> _Exercise directions_
Among the entries that follow, how many lines contain the string "port"? Write the number alone.

[[ Material for this exercise open ]]

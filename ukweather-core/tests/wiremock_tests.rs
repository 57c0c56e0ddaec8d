//! Integration tests for the Met Office client and forecast operations using wiremock
//!
//! These tests run the full pipeline against a mock HTTP server, covering the
//! request shape, status classification and network failure handling.

use std::time::Duration;

use serde_json::{Value, json};
use ukweather_core::{
    Config, ErrorKind, ForecastDocument, ForecastService, MetOfficeClient, ResponseFormat,
    config::ApiKey,
};
use wiremock::{
    Mock, MockServer, ResponseTemplate,
    matchers::{header, method, path, query_param},
};

const TEST_KEY: &str = "test-api-key";

/// Hourly DataHub response with `steps` entries starting 2024-01-15T00:00Z.
fn hourly_response(steps: usize) -> Value {
    let series: Vec<Value> = (0..steps)
        .map(|i| {
            json!({
                "time": format!("2024-01-{:02}T{:02}:00Z", 15 + i / 24, i % 24),
                "screenTemperature": 6.2,
                "feelsLikeTemperature": 3.9,
                "windSpeed10m": 5.14,
                "windDirectionFrom10m": 240,
                "totalPrecipAmount": 0.11,
                "screenRelativeHumidity": 88.2,
                "visibility": 9500,
                "mslp": 100940,
                "uvIndex": 0,
                "significantWeatherCode": 12
            })
        })
        .collect();

    json!({
        "type": "FeatureCollection",
        "features": [{
            "type": "Feature",
            "geometry": { "type": "Point", "coordinates": [-0.1278, 51.5074, 15.0] },
            "properties": {
                "location": { "name": "London" },
                "requestPointDistance": 120.5,
                "modelRunDate": "2024-01-15T00:00Z",
                "timeSeries": series
            }
        }],
        "parameters": [{ "screenTemperature": { "type": "Parameter" } }]
    })
}

fn config_for(mock_server: &MockServer, api_key: Option<&str>) -> Config {
    Config {
        api_key: api_key.map(ApiKey::new),
        base_url: Some(format!("{}/point", mock_server.uri())),
        timeout_secs: Some(1),
    }
}

/// Create a service backed by a real client pointed at the mock server
///
/// # Panics
///
/// Panics if the client cannot be created (should not happen in tests).
fn create_service(config: &Config) -> ForecastService<MetOfficeClient> {
    ForecastService::new(MetOfficeClient::new(config).expect("Failed to create client"))
}

async fn mount(mock_server: &MockServer, endpoint: &str, response: ResponseTemplate) {
    Mock::given(method("GET"))
        .and(path(format!("/point/{endpoint}")))
        .respond_with(response)
        .mount(mock_server)
        .await;
}

// ============================================================================
// Success scenarios
// ============================================================================

#[tokio::test]
async fn hourly_markdown_end_to_end() {
    let mock_server = MockServer::start().await;

    Mock::given(method("GET"))
        .and(path("/point/hourly"))
        .and(query_param("latitude", "51.5074"))
        .and(query_param("longitude", "-0.1278"))
        .and(header("apikey", TEST_KEY))
        .and(header("accept", "application/json"))
        .respond_with(ResponseTemplate::new(200).set_body_json(hourly_response(48)))
        .expect(1)
        .mount(&mock_server)
        .await;

    let service = create_service(&config_for(&mock_server, Some(TEST_KEY)));
    let out = service
        .get_hourly_forecast(51.5074, -0.1278, ResponseFormat::Markdown)
        .await;

    assert!(!out.starts_with("Error: "), "unexpected error: {out}");
    assert_eq!(out.lines().filter(|l| l.starts_with("## ")).count(), 20);
    assert!(out.contains("**Location:** London"));
    assert!(out.contains("- **Weather:** Light rain (code 12)"));
    assert!(!out.contains("Response truncated"));
}

#[tokio::test]
async fn json_output_roundtrips_to_the_upstream_document() {
    let mock_server = MockServer::start().await;
    mount(
        &mock_server,
        "three-hourly",
        ResponseTemplate::new(200).set_body_json(hourly_response(20)),
    )
    .await;

    let service = create_service(&config_for(&mock_server, Some(TEST_KEY)));
    let out = service
        .get_three_hourly_forecast(51.5074, -0.1278, ResponseFormat::Json)
        .await;

    let rendered: ForecastDocument = serde_json::from_str(&out).expect("valid JSON document");
    let upstream: ForecastDocument =
        serde_json::from_value(hourly_response(20)).expect("valid fixture");
    assert_eq!(rendered, upstream);
}

#[tokio::test]
async fn daily_operation_uses_daily_endpoint() {
    let mock_server = MockServer::start().await;

    Mock::given(method("GET"))
        .and(path("/point/daily"))
        .respond_with(ResponseTemplate::new(200).set_body_json(json!({
            "type": "FeatureCollection",
            "features": [{
                "type": "Feature",
                "geometry": { "type": "Point", "coordinates": [-3.1883, 55.9533, 47.0] },
                "properties": {
                    "timeSeries": [{
                        "time": "2024-01-15T00:00Z",
                        "dayMaxScreenTemperature": 7.4,
                        "nightMinScreenTemperature": 1.2,
                        "daySignificantWeatherCode": 3
                    }]
                }
            }]
        })))
        .expect(1)
        .mount(&mock_server)
        .await;

    let service = create_service(&config_for(&mock_server, Some(TEST_KEY)));
    let out = service
        .get_daily_forecast(55.9533, -3.1883, ResponseFormat::Markdown)
        .await;

    assert!(out.contains("# Weather Forecast (Daily)"));
    assert!(out.contains("- **Temperature:** 7.4 °C"));
    assert!(out.contains("- **Weather:** Partly cloudy (day) (code 3)"));
}

// ============================================================================
// Failures that never reach the network
// ============================================================================

#[tokio::test]
async fn invalid_coordinates_make_no_request() {
    let mock_server = MockServer::start().await;

    Mock::given(method("GET"))
        .respond_with(ResponseTemplate::new(200).set_body_json(hourly_response(1)))
        .expect(0)
        .mount(&mock_server)
        .await;

    let service = create_service(&config_for(&mock_server, Some(TEST_KEY)));

    assert_eq!(
        service.get_daily_forecast(100.0, 0.0, ResponseFormat::Markdown).await,
        "Error: Latitude must be between -90 and 90 degrees"
    );
    assert_eq!(
        service.get_hourly_forecast(0.0, -181.0, ResponseFormat::Json).await,
        "Error: Longitude must be between -180 and 180 degrees"
    );
}

#[tokio::test]
async fn missing_api_key_makes_no_request() {
    let mock_server = MockServer::start().await;

    Mock::given(method("GET"))
        .respond_with(ResponseTemplate::new(200).set_body_json(hourly_response(1)))
        .expect(0)
        .mount(&mock_server)
        .await;

    let service = create_service(&config_for(&mock_server, None));
    let out = service
        .get_hourly_forecast(51.5074, -0.1278, ResponseFormat::Markdown)
        .await;

    assert!(out.starts_with("Error: "));
    assert!(out.contains("MET_OFFICE_API_KEY"));
}

// ============================================================================
// Upstream error classification
// ============================================================================

async fn run_against_status(status: u16, body: &str) -> String {
    let mock_server = MockServer::start().await;
    mount(
        &mock_server,
        "hourly",
        ResponseTemplate::new(status).set_body_string(body),
    )
    .await;

    let service = create_service(&config_for(&mock_server, Some(TEST_KEY)));
    service
        .get_hourly_forecast(51.5074, -0.1278, ResponseFormat::Markdown)
        .await
}

#[tokio::test]
async fn status_401_is_authentication_failure() {
    let out = run_against_status(401, r#"{"message":"Invalid credentials"}"#).await;
    assert_eq!(out, ErrorKind::AuthenticationFailed.user_message());
}

#[tokio::test]
async fn status_403_is_authentication_failure() {
    let out = run_against_status(403, "").await;
    assert_eq!(out, ErrorKind::AuthenticationFailed.user_message());
}

#[tokio::test]
async fn status_429_is_rate_limited() {
    let out = run_against_status(429, "Too Many Requests").await;
    assert_eq!(out, ErrorKind::RateLimited.user_message());
}

#[tokio::test]
async fn status_404_is_location_unavailable() {
    let out = run_against_status(404, "").await;
    assert_eq!(out, ErrorKind::LocationUnavailable.user_message());
}

#[tokio::test]
async fn server_error_does_not_leak_body() {
    let out = run_against_status(500, "internal trace id=abc123").await;

    assert_eq!(out, ErrorKind::UpstreamMalformedResponse.user_message());
    assert!(!out.contains("abc123"));
}

#[tokio::test]
async fn unparseable_body_is_malformed_response() {
    let out = run_against_status(200, "<html>maintenance</html>").await;
    assert_eq!(out, ErrorKind::UpstreamMalformedResponse.user_message());
}

#[tokio::test]
async fn empty_feature_collection_is_location_unavailable() {
    let out = run_against_status(200, r#"{"type":"FeatureCollection","features":[]}"#).await;
    assert_eq!(out, ErrorKind::LocationUnavailable.user_message());
}

// ============================================================================
// Network failures
// ============================================================================

#[tokio::test]
async fn slow_upstream_times_out() {
    let mock_server = MockServer::start().await;
    mount(
        &mock_server,
        "hourly",
        ResponseTemplate::new(200)
            .set_body_json(hourly_response(1))
            .set_delay(Duration::from_secs(3)),
    )
    .await;

    let service = create_service(&config_for(&mock_server, Some(TEST_KEY)));
    let out = service
        .get_hourly_forecast(51.5074, -0.1278, ResponseFormat::Markdown)
        .await;

    assert_eq!(out, ErrorKind::UpstreamTimeout.user_message());
}

#[tokio::test]
async fn connection_refused_is_unreachable() {
    // Grab a free port and release it so nothing is listening there.
    let port = std::net::TcpListener::bind("127.0.0.1:0")
        .and_then(|listener| listener.local_addr())
        .expect("local port")
        .port();

    let config = Config {
        api_key: Some(ApiKey::new(TEST_KEY)),
        base_url: Some(format!("http://127.0.0.1:{port}/point")),
        timeout_secs: Some(2),
    };
    let service = create_service(&config);
    let out = service
        .get_hourly_forecast(51.5074, -0.1278, ResponseFormat::Markdown)
        .await;

    assert_eq!(out, ErrorKind::UpstreamUnreachable.user_message());
}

[[ Material for this exercise closed ]]

> _Response below_
5